At a restaurant this weekend, I couldn’t help but notice the family at the table beside ours. While mom and dad talked with their young son; their teenager furiously tapped away at her cell phone—texting. Their daughter was no part of the dinner conversation; her focus was on the credit card-sized electronic device in her hand.
“Kids spend more than 7.5 hours a day with media—TV, iPods, and the Web—plus another two hours on their cell phones…heavy media users reported lower grades and happiness levels.” According to a study by the Kaiser Family Foundation.
My husband and I love slaying the media giants in our home. The cell phone is one of the easiest to kill, in our opinion. We aren’t victim to the media feeding frenzy of this generation—because we know as parents, we hold all the cards.
“Mom, can I get a cell phone?” our oldest daughter came home one day and asked. At fifteen years old, I didn’t understand her need for one. I completely understood her want, but not her need.
“Why do you want one?” I asked.
“Everyone has one Mom. I’m the only teenager on the face of the earth who doesn’t have a cell phone. It’s embarrassing.” She whined.
My daughter didn’t realize I’d used the everyone-has-one logic twenty-five years earlier when I’d asked my parents for a Sony walkman, acid wash jeans and my very own pager.
As she rambled off the reasons why she believed she needed a cell phone, I had a flashback; standing in my childhood kitchen debating my Mother.
“But, Mom, I need a pager. Everyone has a pager. I’m the only teenager on the face of the earth that doesn’t’ have a pager. It’s embarrassing.” I whined and brushed aside my big 80’s hair for emphasis.
“Are you a heart surgeon? Does the hospital need to page you for surgery?” She asked.
“No.” I huffed.
“Then you don’t need a pager. You want one. A need is not a want.” She reminded me.
My Mom’s words haunted me now. “Meghan, you don’t need a cell phone. You want one. Who do you need to call, you’re stock broker?” I asked, using the same genetic wit passed down from generations of mothers before me.
Paul and I knew cell phones weren’t going away. Eventually, we’d need to address this electronic device. We reminded each other it is okay to say no to our child every once in awhile. Once our children were driving and had their own part-time job income, we addressed the cell phone situation again. This time we came up with a few family rules.
•We Don’t Buy Cell Phones For Our Children – If our kids want a cell phone, they must have the financial ability to purchase one for themselves. We bless our children by allowing them to use our family plan. This means they pay for their cell phone and their monthly service fee—which means for us; cell phones don’t come on the scene until our kids have a part-time job.

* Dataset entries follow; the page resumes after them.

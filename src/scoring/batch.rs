//! Batch question answering and scoring
//!
//! Parses and validates the batch input files, drives the agent once per
//! question, and aggregates per-question scores into summary metrics.
//! Validation is fail-fast: malformed files are rejected before any
//! generation work begins.

use std::collections::HashMap;
use std::fs;
use std::path::Path;

use serde::{Deserialize, Serialize};
use tracing::info;

use crate::errors::{RagError, Result};
use crate::qa::agent::RagAgent;
use crate::scoring::similarity::similarity_score;

/// Quality tier derived from a similarity score
#[derive(Debug, Clone, Copy, PartialEq, Eq, Serialize, Deserialize)]
#[serde(rename_all = "lowercase")]
pub enum Tier {
    Excellent,
    Good,
    Poor,
}

impl Tier {
    /// Bucket a similarity score: >= 0.8 excellent, >= 0.6 good, else poor
    pub fn from_score(score: f64) -> Self {
        if score >= 0.8 {
            Tier::Excellent
        } else if score >= 0.6 {
            Tier::Good
        } else {
            Tier::Poor
        }
    }

    pub fn as_str(&self) -> &'static str {
        match self {
            Tier::Excellent => "excellent",
            Tier::Good => "good",
            Tier::Poor => "poor",
        }
    }
}

/// Batch questions input file
#[derive(Debug, Clone, Serialize, Deserialize)]
pub struct QuestionsFile {
    pub questions: Vec<QuestionEntry>,
}

/// A single batch question
#[derive(Debug, Clone, Serialize, Deserialize)]
pub struct QuestionEntry {
    #[serde(default, skip_serializing_if = "Option::is_none")]
    pub id: Option<String>,
    pub question: String,
}

/// Expected answers input file
#[derive(Debug, Clone, Serialize, Deserialize)]
pub struct AnswersFile {
    pub answers: Vec<ExpectedAnswer>,
}

/// A single expected reference answer
#[derive(Debug, Clone, Serialize, Deserialize)]
pub struct ExpectedAnswer {
    pub id: String,
    pub expected_answer: String,
}

impl QuestionsFile {
    /// Parse and validate a questions document
    pub fn parse(json: &str) -> Result<Self> {
        serde_json::from_str(json)
            .map_err(|e| RagError::MalformedBatchInput(format!("invalid questions file: {}", e)))
    }

    /// Read and validate a questions file from disk
    pub fn from_path(path: &Path) -> Result<Self> {
        let contents = fs::read_to_string(path)?;
        Self::parse(&contents)
    }
}

impl AnswersFile {
    /// Parse and validate an expected-answers document
    pub fn parse(json: &str) -> Result<Self> {
        serde_json::from_str(json).map_err(|e| {
            RagError::MalformedBatchInput(format!("invalid expected answers file: {}", e))
        })
    }

    /// Read and validate an expected-answers file from disk
    pub fn from_path(path: &Path) -> Result<Self> {
        let contents = fs::read_to_string(path)?;
        Self::parse(&contents)
    }
}

/// Per-question result of a batch answering run
#[derive(Debug, Clone, Serialize, Deserialize)]
pub struct BatchAnswer {
    pub id: String,
    pub question: String,
    pub answer: String,
    pub confidence: f64,
    pub source_count: usize,
}

/// Result of a batch answering run
#[derive(Debug, Clone, Serialize, Deserialize)]
pub struct BatchReport {
    pub answers: Vec<BatchAnswer>,
    pub total_questions: usize,
}

/// Per-question result of a batch scoring run
#[derive(Debug, Clone, Serialize, Deserialize)]
pub struct ScoredAnswer {
    pub id: String,
    pub question: String,
    pub expected_answer: String,
    pub rag_answer: String,
    pub score: f64,
    pub status: Tier,
    pub confidence: f64,
}

/// Aggregate metrics over a batch scoring run
#[derive(Debug, Clone, Serialize, Deserialize)]
pub struct ScoreMetrics {
    pub total_questions: usize,
    pub average_score: f64,
    pub excellent_count: usize,
    pub good_count: usize,
    pub poor_count: usize,
    /// Percentage of answers rated good or better
    pub pass_rate: f64,
}

impl ScoreMetrics {
    fn from_scored(scored: &[ScoredAnswer]) -> Self {
        let total = scored.len();
        let average = scored.iter().map(|s| s.score).sum::<f64>() / total as f64;

        let excellent = scored.iter().filter(|s| s.status == Tier::Excellent).count();
        let good = scored.iter().filter(|s| s.status == Tier::Good).count();
        let poor = scored.iter().filter(|s| s.status == Tier::Poor).count();

        let pass_rate = (excellent + good) as f64 / total as f64 * 100.0;

        Self {
            total_questions: total,
            average_score: (average * 1000.0).round() / 1000.0,
            excellent_count: excellent,
            good_count: good,
            poor_count: poor,
            pass_rate: (pass_rate * 10.0).round() / 10.0,
        }
    }
}

/// Result of a batch scoring run
#[derive(Debug, Clone, Serialize, Deserialize)]
pub struct ScoreReport {
    pub scored_answers: Vec<ScoredAnswer>,
    pub metrics: ScoreMetrics,
}

/// Answer every question in a batch against the loaded document
///
/// Questions without text are skipped; ids default to `q_{n}` by position.
pub async fn answer_batch(agent: &RagAgent, questions: &QuestionsFile) -> Result<BatchReport> {
    let mut answers = Vec::new();

    for (i, entry) in questions.questions.iter().enumerate() {
        let question = entry.question.trim();
        if question.is_empty() {
            continue;
        }

        let result = agent.answer_question(question).await?;
        answers.push(BatchAnswer {
            id: entry_id(entry, i),
            question: question.to_string(),
            answer: result.answer,
            confidence: result.confidence,
            source_count: result.source_count,
        });
    }

    info!(answered = answers.len(), "batch answering complete");
    Ok(BatchReport {
        total_questions: answers.len(),
        answers,
    })
}

/// Answer and score every question that has an expected reference answer
///
/// Questions lacking a matching expected answer (or text) are skipped. Fails
/// with `MalformedBatchInput` when the inputs yield no scorable pair.
pub async fn score_batch(
    agent: &RagAgent,
    questions: &QuestionsFile,
    expected: &AnswersFile,
) -> Result<ScoreReport> {
    let expected_map: HashMap<&str, &str> = expected
        .answers
        .iter()
        .map(|answer| (answer.id.as_str(), answer.expected_answer.as_str()))
        .collect();

    let mut scored = Vec::new();
    for (i, entry) in questions.questions.iter().enumerate() {
        let id = entry_id(entry, i);
        let question = entry.question.trim();

        let expected_answer = match expected_map.get(id.as_str()) {
            Some(answer) if !answer.is_empty() && !question.is_empty() => *answer,
            _ => continue,
        };

        let response = agent.answer_question(question).await?;
        let score = similarity_score(expected_answer, &response.answer);

        scored.push(ScoredAnswer {
            id,
            question: question.to_string(),
            expected_answer: expected_answer.to_string(),
            rag_answer: response.answer,
            score,
            status: Tier::from_score(score),
            confidence: response.confidence,
        });
    }

    if scored.is_empty() {
        return Err(RagError::MalformedBatchInput(
            "no valid question-answer pairs found".to_string(),
        ));
    }

    let metrics = ScoreMetrics::from_scored(&scored);
    info!(
        total = metrics.total_questions,
        average = metrics.average_score,
        pass_rate = metrics.pass_rate,
        "batch scoring complete"
    );

    Ok(ScoreReport {
        scored_answers: scored,
        metrics,
    })
}

fn entry_id(entry: &QuestionEntry, position: usize) -> String {
    entry
        .id
        .clone()
        .unwrap_or_else(|| format!("q_{}", position + 1))
}

#[cfg(test)]
mod tests {
    use super::*;

    #[test]
    fn test_tier_boundaries() {
        assert_eq!(Tier::from_score(1.0), Tier::Excellent);
        assert_eq!(Tier::from_score(0.8), Tier::Excellent);
        assert_eq!(Tier::from_score(0.7999), Tier::Good);
        assert_eq!(Tier::from_score(0.6), Tier::Good);
        assert_eq!(Tier::from_score(0.5999), Tier::Poor);
        assert_eq!(Tier::from_score(0.0), Tier::Poor);
    }

    #[test]
    fn test_tier_serializes_lowercase() {
        assert_eq!(
            serde_json::to_string(&Tier::Excellent).unwrap(),
            "\"excellent\""
        );
        assert_eq!(Tier::Poor.as_str(), "poor");
    }

    #[test]
    fn test_parse_valid_questions() {
        let file = QuestionsFile::parse(
            r#"{"questions": [{"id": "q1", "question": "What?"}, {"question": "And?"}]}"#,
        )
        .unwrap();
        assert_eq!(file.questions.len(), 2);
        assert_eq!(file.questions[0].id.as_deref(), Some("q1"));
        assert!(file.questions[1].id.is_none());
    }

    #[test]
    fn test_questions_missing_question_key_rejected() {
        let err = QuestionsFile::parse(r#"{"questions": [{"id": "q1"}]}"#).unwrap_err();
        assert!(matches!(err, RagError::MalformedBatchInput(_)));
    }

    #[test]
    fn test_questions_missing_list_rejected() {
        let err = QuestionsFile::parse(r#"{"items": []}"#).unwrap_err();
        assert!(matches!(err, RagError::MalformedBatchInput(_)));
    }

    #[test]
    fn test_answers_missing_expected_answer_rejected() {
        let err = AnswersFile::parse(r#"{"answers": [{"id": "q1"}]}"#).unwrap_err();
        assert!(matches!(err, RagError::MalformedBatchInput(_)));
    }

    #[test]
    fn test_parse_valid_answers() {
        let file = AnswersFile::parse(
            r#"{"answers": [{"id": "q1", "expected_answer": "Paris"}]}"#,
        )
        .unwrap();
        assert_eq!(file.answers.len(), 1);
        assert_eq!(file.answers[0].expected_answer, "Paris");
    }

    #[test]
    fn test_metrics_aggregation() {
        let scored = vec![
            scored_answer("q1", 0.9),
            scored_answer("q2", 0.7),
            scored_answer("q3", 0.2),
        ];
        let metrics = ScoreMetrics::from_scored(&scored);

        assert_eq!(metrics.total_questions, 3);
        assert_eq!(metrics.average_score, 0.6);
        assert_eq!(metrics.excellent_count, 1);
        assert_eq!(metrics.good_count, 1);
        assert_eq!(metrics.poor_count, 1);
        assert_eq!(metrics.pass_rate, 66.7);
    }

    fn scored_answer(id: &str, score: f64) -> ScoredAnswer {
        ScoredAnswer {
            id: id.to_string(),
            question: "q".to_string(),
            expected_answer: "e".to_string(),
            rag_answer: "a".to_string(),
            score,
            status: Tier::from_score(score),
            confidence: 0.5,
        }
    }
}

•Cell Phones Not Allowed – We have a “seen and not heard” rule when it comes to cell phones. We love to see our teen- we refuse to see their cell phone. When our teen comes home from school, their cell phone is put away in their purse or in their bedroom. If I hear it going off, it’s mine. This means there are no cell phones at the dinner table, in the car, or while visiting at their grandma’s house, ever. We’ve taught our kids it is incredibly rude to have a cell phone bully its way into a family moment by a chirp, whistle or jingle.
•Operating Hours – We discovered through our first teenager; cell phones come to life when everyone goes to bed. After three days with her first cell phone, we realized our oldest child was addicted to her phone—we were sure of it. Like a crack addict, she couldn’t be without it. While she figured out how to handle this new toy, we asked her to put her phone to bed in our room at night. That way, we knew our teen wasn’t going to be interrupted by a text from a girlfriend at 11pm. It’s amazing how young adults are electronic wizards, yet are unable to find the “off” button. And, surprisingly, just like an addiction, stopping cell phone use cold-turkey is a great way to curb a bad habbit.
•Your Cell Phone is My Cell Phone – If our child has a problem controlling their calls or texting habits, we have no problem taking it from them. It’s a great disciplinary tool. And, one we only needed to follow-thru one or two times to work well. If our child reminds us, “You can’t take my phone. I bought that phone and pay for it myself!”
My husband reminds him or her, “Yes, and you have that great monthly service fee because you’re on our plan. Go ahead; try getting a plan on your own. Oh, that’s right; you have to be eighteen years old to sign up for a cell phone plan.”
Reality is a cold bucket of water on a teenage cell-phone-fire.
How about you? What are some of the boundaries your family created for cell phones?